Dans un récent rapport sur la situation des réfugiés dans le monde, le département d'État américain fustige la rhétorique « négative » employée par les autorités israéliennes à l'égard des demandeurs d'asile subsahariens. « Des représentants officiels les associent régulièrement à la hausse de la délinquance, des maladies et du terrorisme », constate le rapport, qui relève par ailleurs de graves « manquements » dans le traitement de ces populations. Bien qu'une protection temporaire leur soit accordée, « le gouvernement ne fournit pas de prestations sociales aux demandeurs d'asile, telle que l'assurance maladie ». Cette absence de gestion humanitaire est dénoncée de longue date par les ONG israéliennes. En 2011, sur 4 603 demandes d'asile formulées par des immigrants subsahariens, 3 692 ont été rejetées et 1 seule approuvée. Les autres sont à l'étude.

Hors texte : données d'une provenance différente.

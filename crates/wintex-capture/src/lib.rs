//! Capture backends for the wintex engine.
//!
//! This crate is the OS boundary: it walks the window tree, extracts
//! window/icon/cursor pixels through the available backends (BitBlt,
//! PrintWindow, Windows.Graphics.Capture) and creates/updates the GPU
//! textures the host composites from. Everything above it (scheduling,
//! registry, state machines) lives in `wintex-engine` and talks to this
//! crate only through the [`Desktop`] and [`GpuDevice`] traits.
//!
//! On non-Windows targets a stub desktop is compiled for CI compatibility.

mod buffer;
mod desktop;
mod error;
mod gpu;
mod software;

pub use buffer::{CaptureBuffer, BYTES_PER_PIXEL};
pub use desktop::{Desktop, Point, Rect, WindowHandle, WindowSnapshot, WindowStyle};
pub use error::CaptureError;
pub use gpu::{GpuDevice, GpuTexture};
pub use software::SoftwareGpu;

#[cfg(windows)]
mod win32;
#[cfg(windows)]
pub use win32::{D3D11Device, D3d11Gpu, Win32Desktop};

#[cfg(not(windows))]
mod stub;
#[cfg(not(windows))]
pub use stub::StubDesktop;

/// Result type for capture operations.
pub type CaptureResult<T> = Result<T, CaptureError>;
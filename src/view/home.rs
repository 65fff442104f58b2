// Landing page

use crate::message::Message;
use crate::model::CollectionId;
use crate::route::Route;
use eframe::egui;

pub fn show(ui: &mut egui::Ui, selected: Option<&CollectionId>, outbox: &mut Vec<Message>) {
    ui.vertical_centered(|ui| {
        ui.add_space(60.0);
        ui.heading(egui::RichText::new("DocuChat").size(32.0));
        ui.add_space(8.0);
        ui.label("Ask questions about your document collections.");
        ui.add_space(24.0);

        if ui.button("Browse collections").clicked() {
            outbox.push(Message::Navigate(Route::Collections));
        }

        // /chat without an id picks up the remembered selection
        if let Some(id) = selected {
            ui.add_space(8.0);
            if ui
                .button(format!("Resume chat with collection {}", id))
                .clicked()
            {
                outbox.push(Message::Navigate(Route::Chat(None)));
            }
        }
    });
}
pub mod active;
pub mod catalog;
pub mod chat;
pub mod navigation;
pub mod ui;

pub use active::{ActiveCollection, CollectionSelector};
pub use catalog::{CatalogState, CatalogStatus};
pub use chat::ChatState;
pub use navigation::NavigationState;
pub use ui::UIState;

Dans les faits, après avoir procédé à l'identification des clandestins quand ils franchissent la frontière, les autorités n'assument plus aucun rôle. Se laissant dépasser par ce flux migratoire, elles se contentent de les déverser par autobus entiers dans les grands centres urbains du pays.

 

Ce laxisme a des conséquences désastreuses. Dans les villes de seconde zone comme Beer-Sheva, Arad, et même au sud de Tel-Aviv, où s'entasseraient près de 30 000 réfugiés subsahariens, la criminalité est en hausse vertigineuse. Livrés à eux-mêmes, souvent sans ressources, des groupes de migrants se livrent de plus en plus fréquemment à des actes de violence ou à des agressions sexuelles. Au mois de mai, le cas de deux jeunes Israéliennes violées par des ressortissants érythréens et soudanais a provoqué un vif émoi au sein de l'opinion. Les médias s'en sont largement fait l'écho, alimentant de facto la psychose et les tensions intercommunautaires. En l'espace de quelques jours, pas moins de sept cocktails Molotov ont visé des habitations d'Africains et un jardin d'enfants du quartier de Shapira. Au sein des couches populaires, qui vivent au contact des demandeurs d'asile, la colère est aussi teintée de frustration. Les réfugiés sont accusés de voler les emplois peu qualifiés, et surtout de tirer les salaires vers le bas en acceptant des rémunérations très faibles.